I have changed a few names to protect not the innocent, but myself.
Beyond the pastoral, James Sherry engages our biosphere with the syncretic Oops! Environmental Poetics.
Home of the Bill T. Jones / Arnie Zane Company
I won’t describe his Bowery loft, the books left open on his table, or any other details concerning the interior of James Sherry’s apartment, because it’s not what he’s concerned with; he is far more interested in what is happening outside.
James Sherry’s most recent work, Oops! Environmental Poetics (BlazeVOX, 2013) addresses poets, ecologists, politicians, environmental scientists, and anyone else concerned by climate change. But don’t go stuffing your ears yet in anticipation of the dreaded term, “global warming.” This book isn’t your average finger-pointing, guilt-inducing publication about landfills and green energy; it’s a proposed set of concepts and theories for overriding an age-old way of thinking that’s informed the system for too long. It’s a series of suggestions for maintaining “connectedness,” not a list of bills that Congress should be passing. It’s a poem and an essay and a far cry from An Inconvenient Truth. Sherry proposes a new thesis on the front of global warming: that it is caused by desire.
Oops! demonstrates in its structure and form a degree of interconnectedness: academic essays flow into prose poetry which morph into lyrical which hatches experimental. Oops! isn’t laden with language writing like some of Sherry’s former works, but certainly doesn’t lack it. He explains how he spent the last decade cutting and pasting the various fragments.
Zoe R. Panagopoulos In the introduction you mention playing with a few different forms before arriving at Oops!. Can you take us through that initial process of trial and error?

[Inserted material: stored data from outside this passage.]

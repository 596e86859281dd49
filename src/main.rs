use color_eyre::eyre::WrapErr;
use crl_check::{
    certificate::Certificate,
    config::Config,
    crl::{HttpCrlFetcher, RevocationChecker},
    telemetry,
};

#[tokio::main]
async fn main() -> color_eyre::Result<()> {
    color_eyre::install()?;
    let _ = dotenvy::dotenv();
    telemetry::init_tracing();

    let config = Config::load().wrap_err("Failed to load configuration")?;
    tracing::debug!("Loaded configuration: {:?}", config);

    let certificate = Certificate::load(&config.checker.certificate_path)
        .await
        .wrap_err("Failed to load certificate")?;

    let checker = RevocationChecker::new(HttpCrlFetcher::new()?, config.evaluator.build());
    let result = checker.check(&certificate).await;

    println!("{result}");
    Ok(())
}
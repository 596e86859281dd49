use std::fmt;

use x509_parser::num_bigint::BigInt;

/// A single revoked certificate listed in a CRL.
///
/// Only the serial number is consulted; revocation date and reason are ignored.
/// Serials are signed: a DER INTEGER `FF FF` is -1, never 65535.
#[derive(Debug, Clone, PartialEq, Eq)]
pub struct RevokedEntry {
    pub serial: BigInt,
}

impl RevokedEntry {
    pub fn new(serial: impl Into<BigInt>) -> Self {
        Self {
            serial: serial.into(),
        }
    }
}

/// A decoded Certificate Revocation List
#[derive(Debug, Clone, Default)]
pub struct Crl {
    /// Issuer distinguished name, kept for diagnostics only
    pub issuer: String,
    /// Revoked entries in the order they appear in the list
    pub entries: Vec<RevokedEntry>,
}

impl Crl {
    pub fn len(&self) -> usize {
        self.entries.len()
    }

    pub fn is_empty(&self) -> bool {
        self.entries.is_empty()
    }
}

/// Outcome of a revocation check
#[derive(Debug, Clone, Copy, PartialEq, Eq)]
pub enum CheckResult {
    /// No distribution point produced a usable CRL
    Unknown,
    NotRevoked,
    Revoked,
}

impl CheckResult {
    /// Map the evaluator's answer for a resolved source
    pub fn from_revoked(revoked: bool) -> Self {
        if revoked {
            CheckResult::Revoked
        } else {
            CheckResult::NotRevoked
        }
    }

    /// `None` when the status could not be determined
    pub fn is_revoked(&self) -> Option<bool> {
        match self {
            CheckResult::Unknown => None,
            CheckResult::NotRevoked => Some(false),
            CheckResult::Revoked => Some(true),
        }
    }
}

impl fmt::Display for CheckResult {
    fn fmt(&self, f: &mut fmt::Formatter<'_>) -> fmt::Result {
        match self.is_revoked() {
            None => write!(f, "Certificate status: Unknown."),
            Some(revoked) => write!(f, "Certificate revoked: {revoked}"),
        }
    }
}
//! Format validation report.
//!
//! A read-only pass over raw rows that lists formatting problems by category
//! without rejecting anything. The normalizer applies its own, narrower rules;
//! this report is stricter (zero or fractional quantities are flagged, for
//! instance) and is meant for inspecting a source file.

use std::collections::BTreeMap;

use chrono::NaiveDateTime;
use rust_decimal::Decimal;
use serde::Serialize;

use crate::trade::{non_blank, parse_decimal, parse_timestamp, ClientType, RawTrade, Side};

/// Number of sample rows kept per issue.
const MAX_SAMPLE_ROWS: usize = 10;

#[derive(Debug, Clone, Copy, PartialEq, Eq, PartialOrd, Ord, Hash, Serialize)]
#[serde(rename_all = "snake_case")]
pub enum FormatIssue {
    /// Timestamp absent or unparseable
    InvalidTimestamp,
    /// Timestamp later than the reference time
    FutureTimestamp,
    /// Quantity absent, non-numeric, non-positive or fractional
    InvalidQuantity,
    /// Price absent, non-numeric or non-positive
    InvalidPrice,
    /// Side other than buy or sell
    InvalidSide,
    /// Client type other than gold, silver or bronze
    InvalidClientType,
}

impl FormatIssue {
    #[must_use]
    pub fn as_str(&self) -> &'static str {
        match self {
            Self::InvalidTimestamp => "invalid_timestamp_format",
            Self::FutureTimestamp => "timestamp_in_future",
            Self::InvalidQuantity => "invalid_quantity",
            Self::InvalidPrice => "invalid_price",
            Self::InvalidSide => "invalid_side",
            Self::InvalidClientType => "invalid_client_type",
        }
    }
}

/// Rows affected by one issue.
#[derive(Debug, Clone, Default, PartialEq, Eq, Serialize)]
pub struct IssueRows {
    pub count: usize,
    /// First affected rows (1-based)
    pub sample_rows: Vec<usize>,
}

#[derive(Debug, Clone, Default, PartialEq, Eq, Serialize)]
pub struct FormatReport {
    pub rows_checked: usize,
    pub issues: BTreeMap<FormatIssue, IssueRows>,
}

impl FormatReport {
    /// Checks every row. Timestamps after `now` are flagged only when
    /// `forbid_future` is set.
    #[must_use]
    pub fn check(rows: &[RawTrade], now: NaiveDateTime, forbid_future: bool) -> Self {
        let mut report = Self {
            rows_checked: rows.len(),
            issues: BTreeMap::new(),
        };

        for (index, raw) in rows.iter().enumerate() {
            let row = index + 1;

            match non_blank(raw.timestamp.as_deref()).and_then(parse_timestamp) {
                None => report.flag(FormatIssue::InvalidTimestamp, row),
                Some(ts) if forbid_future && ts > now => {
                    report.flag(FormatIssue::FutureTimestamp, row);
                }
                Some(_) => {}
            }

            let quantity = positive(raw.quantity.as_deref());
            if !quantity.is_some_and(|q| q.fract().is_zero()) {
                report.flag(FormatIssue::InvalidQuantity, row);
            }

            if positive(raw.price.as_deref()).is_none() {
                report.flag(FormatIssue::InvalidPrice, row);
            }

            let side_ok = raw
                .side
                .as_deref()
                .is_some_and(|s| s.parse::<Side>().is_ok());
            if !side_ok {
                report.flag(FormatIssue::InvalidSide, row);
            }

            let client_ok = raw
                .client_type
                .as_deref()
                .is_some_and(|c| ClientType::parse(c).is_known());
            if !client_ok {
                report.flag(FormatIssue::InvalidClientType, row);
            }
        }

        report
    }

    /// Returns true if no issue was found.
    #[must_use]
    pub fn is_clean(&self) -> bool {
        self.issues.is_empty()
    }

    /// Number of rows affected by `issue`.
    #[must_use]
    pub fn count(&self, issue: FormatIssue) -> usize {
        self.issues.get(&issue).map_or(0, |rows| rows.count)
    }

    fn flag(&mut self, issue: FormatIssue, row: usize) {
        let entry = self.issues.entry(issue).or_default();
        entry.count += 1;
        if entry.sample_rows.len() < MAX_SAMPLE_ROWS {
            entry.sample_rows.push(row);
        }
    }
}

fn positive(raw: Option<&str>) -> Option<Decimal> {
    non_blank(raw)
        .and_then(|s| parse_decimal("value", s).ok())
        .filter(|v| *v > Decimal::ZERO)
}
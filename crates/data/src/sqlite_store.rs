//! SQLite persistence for the weekly aggregation table.
//!
//! Each run replaces the table wholesale: the previous table is dropped and
//! rebuilt inside one transaction, so readers see either the old table or
//! the complete new one.

use anyhow::{bail, Context, Result};
use rust_decimal::prelude::ToPrimitive;
use rust_decimal::Decimal;
use sqlx::sqlite::{SqliteConnectOptions, SqlitePoolOptions};
use sqlx::SqlitePool;
use std::path::Path;
use std::str::FromStr;
use trade_etl_core::AggregationTable;

/// A row read back from an aggregation table.
#[derive(Debug, Clone, PartialEq, sqlx::FromRow)]
pub struct StoredAggregateRow {
    pub week_start_date: String,
    pub client_type: String,
    pub user_id: String,
    pub symbol: String,
    pub total_volume: f64,
    pub avg_price: f64,
    pub trade_count: i64,
    /// Absent when the table was written with PnL disabled
    #[sqlx(default)]
    pub total_pnl: Option<f64>,
}

pub struct SqliteStore {
    pool: SqlitePool,
}

impl SqliteStore {
    /// Opens (creating if needed) the database file at `path`.
    ///
    /// # Errors
    /// Returns an error if the parent directory cannot be created or the
    /// database cannot be opened.
    pub async fn connect(path: impl AsRef<Path>) -> Result<Self> {
        let path = path.as_ref();
        if let Some(parent) = path.parent().filter(|p| !p.as_os_str().is_empty()) {
            std::fs::create_dir_all(parent)
                .with_context(|| format!("Failed to create directory: {}", parent.display()))?;
        }

        let options = SqliteConnectOptions::new()
            .filename(path)
            .create_if_missing(true);
        Self::with_options(options)
            .await
            .with_context(|| format!("Failed to open SQLite database: {}", path.display()))
    }

    /// Opens a private in-memory database.
    ///
    /// # Errors
    /// Returns an error if the connection cannot be established.
    pub async fn in_memory() -> Result<Self> {
        Self::with_options(SqliteConnectOptions::from_str("sqlite::memory:")?).await
    }

    async fn with_options(options: SqliteConnectOptions) -> Result<Self> {
        // one long-lived connection, so an in-memory database survives
        let pool = SqlitePoolOptions::new()
            .max_connections(1)
            .idle_timeout(None)
            .max_lifetime(None)
            .connect_with(options)
            .await?;
        Ok(Self { pool })
    }

    /// Replaces `table` with the rows of `aggregates`.
    ///
    /// The `total_pnl` column is created only when the table carries PnL.
    /// Returns the number of rows written.
    ///
    /// # Errors
    /// Returns an error if the table name is not a plain identifier, a value
    /// cannot be represented, or the transaction fails.
    pub async fn replace_table(&self, table: &str, aggregates: &AggregationTable) -> Result<u64> {
        validate_table_name(table)?;
        let with_pnl = aggregates.pnl_enabled();

        let mut tx = self.pool.begin().await?;

        sqlx::query(&format!(r#"DROP TABLE IF EXISTS "{table}""#))
            .execute(&mut *tx)
            .await?;

        let pnl_column = if with_pnl { ",\n                total_pnl REAL" } else { "" };
        sqlx::query(&format!(
            r#"
            CREATE TABLE "{table}" (
                week_start_date TEXT NOT NULL,
                client_type TEXT NOT NULL,
                user_id TEXT NOT NULL,
                symbol TEXT NOT NULL,
                total_volume REAL NOT NULL,
                avg_price REAL NOT NULL,
                trade_count INTEGER NOT NULL{pnl_column},
                PRIMARY KEY (week_start_date, client_type, user_id, symbol)
            )
            "#
        ))
        .execute(&mut *tx)
        .await?;

        let insert = if with_pnl {
            format!(
                r#"INSERT INTO "{table}"
                   (week_start_date, client_type, user_id, symbol, total_volume, avg_price, trade_count, total_pnl)
                   VALUES (?, ?, ?, ?, ?, ?, ?, ?)"#
            )
        } else {
            format!(
                r#"INSERT INTO "{table}"
                   (week_start_date, client_type, user_id, symbol, total_volume, avg_price, trade_count)
                   VALUES (?, ?, ?, ?, ?, ?, ?)"#
            )
        };

        let mut written = 0u64;
        for (key, metrics) in aggregates {
            let trade_count = i64::try_from(metrics.trade_count)
                .context("trade_count does not fit in an INTEGER column")?;
            let mut query = sqlx::query(&insert)
                .bind(key.week_start.to_string())
                .bind(key.client_type.as_str())
                .bind(&key.user_id)
                .bind(&key.symbol)
                .bind(to_real("total_volume", metrics.total_volume)?)
                .bind(to_real("avg_price", metrics.avg_price)?)
                .bind(trade_count);
            if with_pnl {
                let pnl = metrics
                    .total_pnl
                    .map(|pnl| to_real("total_pnl", pnl))
                    .transpose()?;
                query = query.bind(pnl);
            }
            written += query.execute(&mut *tx).await?.rows_affected();
        }

        tx.commit().await?;

        tracing::info!(table, rows = written, with_pnl, "wrote aggregation table");
        Ok(written)
    }

    /// Reads every row of `table`, ordered by key.
    ///
    /// # Errors
    /// Returns an error if the table name is invalid or the query fails.
    pub async fn load_table(&self, table: &str) -> Result<Vec<StoredAggregateRow>> {
        validate_table_name(table)?;
        let rows = sqlx::query_as::<_, StoredAggregateRow>(&format!(
            r#"
            SELECT *
            FROM "{table}"
            ORDER BY week_start_date, client_type, user_id, symbol
            "#
        ))
        .fetch_all(&self.pool)
        .await?;

        Ok(rows)
    }

    /// Returns the column names of `table` in declaration order.
    ///
    /// # Errors
    /// Returns an error if the query fails.
    pub async fn column_names(&self, table: &str) -> Result<Vec<String>> {
        let names = sqlx::query_scalar::<_, String>(
            "SELECT name FROM pragma_table_info(?) ORDER BY cid",
        )
        .bind(table)
        .fetch_all(&self.pool)
        .await?;
        Ok(names)
    }

    pub async fn close(self) {
        self.pool.close().await;
    }
}

/// Accepts `[A-Za-z_][A-Za-z0-9_]*`, the only names interpolated into SQL.
///
/// # Errors
/// Returns an error for any other name.
pub fn validate_table_name(table: &str) -> Result<()> {
    let mut chars = table.chars();
    let valid = chars
        .next()
        .is_some_and(|c| c.is_ascii_alphabetic() || c == '_')
        && chars.all(|c| c.is_ascii_alphanumeric() || c == '_');
    if !valid {
        bail!("invalid table name: '{table}'");
    }
    Ok(())
}

fn to_real(column: &str, value: Decimal) -> Result<f64> {
    value
        .to_f64()
        .with_context(|| format!("{column} value {value} cannot be stored as REAL"))
}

James Sherry In 1991 I published a book called Our Nuclear Heritage composed of short essays and poems that linked to form a more complete idea. I tried to make each essay a partial solution to a centralized model. In Oops! I initially tried to extend the ideas to longer more composite discussions, but found that the complex interactions of various themes—which also lead to the point of the book—meant that each essay didn’t have clear boundaries. I considered writing a single long piece, maybe even avoiding paragraph breaks, but felt it was not only too hard to read but also didn’t reflect the observable independence of individual organisms.
So after writing a few long pieces, I chopped them back to the short form of Our Nuclear Heritage. In Oops!, however, I tried to render each essay both an independent entity and contributing to a larger whole—a distributed form. The short form accommodates different shapes based on the theme (or themes) of the essay. Sometimes I focused on a single theme with others revolving around it. Sometimes I balanced two or three themes to show their interaction when they were treated on the same level of hierarchy, such as biological risk juxtaposed to risk in experimental poetry juxtaposed to systems management of risk. I like this kind of formal experimentation and think it’s relevant for readers to do both close and distant reading of the text. I recommend reading Franco Moretti’s Graphs, Maps, Trees to find out about distant reading and its environmental associations.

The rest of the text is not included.